I should be a dragon glazed
along the wall of the praised
Forbidden City. I’m no Li Bai dreaming,
but a damned, chained
monkey gesticulating,
with the name label pinned
on the bosom of a Tang vest.
In short, I am not sure,
walking along a twilight-flooded beach.
I have seen the mermaids dancing
on TV, beyond reach,
beyond reality’s pinching.
I don’t think that, singing on the sea,
they will shell their tails for me.

He was shocked by the lines rising out of the unlikely moment. In his college years, he had read about surrealist poets writing automatically, as in a trance. He wondered how such a similar experience befell him. Perhaps he could think of a number of explanations, but he was not in an analytical mood.

Because he would never be able, he knew, to squeeze the moment into a ball, to start it rolling toward where he would like to go. Not just about what he described in those lines, but more symbolically, like Eliot. No, he was not what he had imagined himself to be-not even in those lines. It was just a moment, and then it was gone.

And it was not a long moment.

He saw a black car pull up in front of her building. A man emerged from the driver’s side and opened the passenger door. She stepped out in that black dress with spaghetti straps.

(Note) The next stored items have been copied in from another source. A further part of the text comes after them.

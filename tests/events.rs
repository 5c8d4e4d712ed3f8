// Host event dispatch integration tests

use winsync::client::{MouseActivate, SysCommand};
use winsync::record::Presence;
use winsync::testing::{harness, Harness, HostCommand, WindowSpec, DEFAULT_DESKTOP};
use winsync::{ClientMessage, ClientWindowModel, HostEvent, HostWindowId, Rect, SyncConfig, WindowId, WindowStyle};

const RECT: Rect = Rect::new(100, 100, 500, 400);

fn open(h: &Harness, spec: WindowSpec) -> (WindowId, HostWindowId) {
    let window = h.open(spec);
    let host = h.host_of(window).unwrap();
    (window, host)
}

fn sent(h: &Harness, window: WindowId, message: ClientMessage) -> bool {
    h.client.messages().contains(&(window, message))
}

#[test]
fn test_close_request_destroys_window() {
    let h = harness(SyncConfig::default());
    let (window, host) = open(&h, WindowSpec::new(RECT));

    h.event(HostEvent::CloseRequested { window: host });

    assert!(sent(&h, window, ClientMessage::SysCommand(SysCommand::Close)));
    assert!(h.sync.snapshot(window).is_none());
    assert!(h.host.window(host).is_none());
}

#[test]
fn test_close_request_respects_policy() {
    let h = harness(SyncConfig::default());
    let (window, host) = open(&h, WindowSpec::new(RECT));
    h.client.set_close_allowed(window, false);

    h.event(HostEvent::CloseRequested { window: host });

    assert!(h.client.messages().is_empty());
    assert!(h.sync.snapshot(window).is_some());
}

#[test]
fn test_eaten_click_performs_nothing() {
    let h = harness(SyncConfig::default());
    let (window, host) = open(&h, WindowSpec::new(RECT));
    h.client.set_mouse_activate(window, MouseActivate::ActivateAndEat);

    h.event(HostEvent::CloseRequested { window: host });

    assert!(h.sync.snapshot(window).is_some());
    assert_eq!(h.client.active_window(), None);
}

#[test]
fn test_commands_ignored_for_disabled_window() {
    let h = harness(SyncConfig::default());
    let (window, host) = open(
        &h,
        WindowSpec::new(RECT).style(WindowStyle::OVERLAPPEDWINDOW | WindowStyle::DISABLED),
    );

    h.event(HostEvent::CloseRequested { window: host });
    h.event(HostEvent::MinimizeRequested { window: host });

    assert!(h.client.messages().is_empty());
    assert!(h.sync.snapshot(window).is_some());
}

#[test]
fn test_minimize_request_needs_minimize_box() {
    let h = harness(SyncConfig::default());
    let (window, host) = open(&h, WindowSpec::new(RECT).style(WindowStyle::CAPTION | WindowStyle::SYSMENU));

    h.event(HostEvent::MinimizeRequested { window: host });

    assert!(h.client.messages().is_empty());
    assert!(!h.client.style(window).contains(WindowStyle::MINIMIZE));
}

#[test]
fn test_minimize_request_minimizes() {
    let h = harness(SyncConfig::default());
    let (window, host) = open(&h, WindowSpec::new(RECT));

    h.event(HostEvent::MinimizeRequested { window: host });

    assert!(h.client.style(window).contains(WindowStyle::MINIMIZE));
    assert_eq!(h.client.active_window(), Some(window));
    assert!(h.sync.snapshot(window).unwrap().minimized());
    assert!(h.host.window(host).unwrap().state.minimized);

    // already minimized: nothing more to do
    h.client.take_messages();
    h.event(HostEvent::MinimizeRequested { window: host });
    assert!(h.client.messages().is_empty());
}

#[test]
fn test_host_minimize_and_unminimize() {
    let h = harness(SyncConfig::default());
    let (window, host) = open(&h, WindowSpec::new(RECT));

    h.event(HostEvent::DidMinimize { window: host });

    assert!(sent(&h, window, ClientMessage::SysCommand(SysCommand::Minimize)));
    assert!(h.client.style(window).contains(WindowStyle::MINIMIZE));
    assert!(h.sync.snapshot(window).unwrap().minimized());
    h.host.take_commands();
    h.client.take_messages();

    h.event(HostEvent::DidUnminimize { window: host });

    assert_eq!(h.client.messages(), vec![(window, ClientMessage::SysCommand(SysCommand::Restore))]);
    assert!(!h.client.style(window).contains(WindowStyle::MINIMIZE));
    assert_eq!(h.client.active_window(), Some(window));
    let record = h.sync.snapshot(window).unwrap();
    assert!(record.on_screen() && !record.minimized());
    // the host already put the window back, nothing is echoed
    assert_eq!(h.host.count(|c| matches!(c, HostCommand::SetFrame { .. })), 0);
}

#[test]
fn test_unminimize_follows_host_frame() {
    let h = harness(SyncConfig::default());
    let (window, host) = open(&h, WindowSpec::new(RECT));
    h.event(HostEvent::DidMinimize { window: host });
    // the user dragged the icon's window somewhere else on the host side
    h.host.place(host, Rect::new(295, 170, 705, 505));
    h.host.take_commands();

    h.event(HostEvent::DidUnminimize { window: host });

    assert_eq!(h.client.window_rect(window), Some(Rect::new(300, 200, 700, 500)));
    assert_eq!(h.sync.snapshot(window).unwrap().whole_rect, Rect::new(295, 170, 705, 505));
    assert_eq!(h.host.count(|c| matches!(c, HostCommand::SetFrame { .. })), 0);
}

#[test]
fn test_unminimize_of_shown_window_is_ignored() {
    let h = harness(SyncConfig::default());
    let (_, host) = open(&h, WindowSpec::new(RECT));
    h.host.take_commands();

    h.event(HostEvent::DidUnminimize { window: host });

    assert!(h.client.messages().is_empty());
    assert!(h.host.commands().is_empty());
}

#[test]
fn test_did_minimize_of_hidden_window_is_ignored() {
    let h = harness(SyncConfig::default());
    let window = h.client.create_window(WindowSpec::new(RECT));
    let host = h.host_of(window).unwrap();

    h.event(HostEvent::DidMinimize { window: host });

    assert!(h.client.messages().is_empty());
    let record = h.sync.snapshot(window).unwrap();
    assert_eq!(record.presence, Presence::Hidden);
    assert!(!record.minimized());
}

#[test]
fn test_maximize_then_restore_keeping_frame() {
    let h = harness(SyncConfig::default());
    let (window, host) = open(&h, WindowSpec::new(RECT));

    h.event(HostEvent::MaximizeRequested { window: host });

    assert!(h.client.style(window).contains(WindowStyle::MAXIMIZE));
    assert_eq!(h.client.window_rect(window), Some(DEFAULT_DESKTOP));

    h.event(HostEvent::RestoreRequested {
        window: host,
        keep_frame: true,
        frame: Rect::new(95, 70, 505, 405),
    });

    assert_eq!(h.client.restore_rect(window), Some(RECT));
    assert!(!h.client.style(window).contains(WindowStyle::MAXIMIZE));
    assert_eq!(h.client.window_rect(window), Some(RECT));
}

#[test]
fn test_restore_request_needs_maximized_window() {
    let h = harness(SyncConfig::default());
    let (window, host) = open(&h, WindowSpec::new(RECT));

    h.event(HostEvent::RestoreRequested {
        window: host,
        keep_frame: true,
        frame: Rect::new(0, 0, 10, 10),
    });

    assert!(h.client.messages().is_empty());
    assert_eq!(h.client.restore_rect(window), None);
}

#[test]
fn test_brought_forward_raises_logical_window() {
    let h = harness(SyncConfig::default());
    let (a, a_host) = open(&h, WindowSpec::new(RECT));
    let (b, b_host) = open(&h, WindowSpec::new(RECT.offset(20, 20)));

    h.event(HostEvent::BroughtForward { window: a_host });

    assert_eq!(h.client.top_level_windows(), vec![a, b]);
    assert_eq!(h.host.front_to_back(), vec![a_host, b_host]);
}

#[test]
fn test_resize_ended_exits_size_move() {
    let h = harness(SyncConfig::default());
    let (window, host) = open(&h, WindowSpec::new(RECT));

    h.event(HostEvent::ResizeEnded { window: host });

    assert_eq!(h.client.messages(), vec![(window, ClientMessage::ExitSizeMove)]);
}

#[test]
fn test_reassert_pushes_frame_again() {
    let h = harness(SyncConfig::default());
    let (window, host) = open(&h, WindowSpec::new(RECT));
    h.host.take_commands();

    h.event(HostEvent::ReassertWindowPosition { window: host });

    let whole = h.sync.snapshot(window).unwrap().whole_rect;
    assert_eq!(
        h.host.commands(),
        vec![HostCommand::SetFrame {
            window: host,
            requested: whole,
            applied: whole,
        }]
    );
}

#[test]
fn test_reassert_skips_hidden_window() {
    let h = harness(SyncConfig::default());
    let window = h.client.create_window(WindowSpec::new(RECT));
    let host = h.host_of(window).unwrap();
    h.host.take_commands();

    h.event(HostEvent::ReassertWindowPosition { window: host });

    assert!(h.host.commands().is_empty());
}

#[test]
fn test_unknown_host_window_is_discarded() {
    let h = harness(SyncConfig::default());
    open(&h, WindowSpec::new(RECT));
    h.host.take_commands();

    for event in [
        HostEvent::GotFocus { window: HostWindowId(999) },
        HostEvent::CloseRequested { window: HostWindowId(999) },
        HostEvent::FrameChanged {
            window: HostWindowId(999),
            frame: RECT,
            fullscreen: false,
            in_resize: false,
            skip_size_move_loop: false,
        },
    ] {
        h.event(event);
    }

    assert!(h.host.commands().is_empty());
    assert!(h.client.messages().is_empty());
}

#[test]
fn test_events_deserialize_from_json() {
    let event: HostEvent = serde_json::from_str(r#"{"GotFocus":{"window":7}}"#).unwrap();
    assert_eq!(event, HostEvent::GotFocus { window: HostWindowId(7) });
    assert_eq!(event.window(), Some(HostWindowId(7)));
}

The man did not go in with her, but they hugged outside the door, his hands lingering on her bare shoulders.

A long, passionate hug.

He kissed her on the cheek before moving back into the car. A shining black Jaguar. She stood on the doorstep, watching, waving her hand, until the car rolled out of sight in the growing dusk.

Chen kept watching, spellbound, like sitting in the movies.

She had been busy with the Chinese delegation for days. It was an afternoon when she had a few hours for herself. So of course she had taken care of her personal things.

It was unrealistic to imagine that a young, spirited woman like her would lead a colorless life like his. There should be a man-or men-in her life. Too absurd of him to imagine her shutting herself in after their meeting in Shanghai, as in a Tang dynasty poem- with the fallen petals in the yard, collected too much to open the door.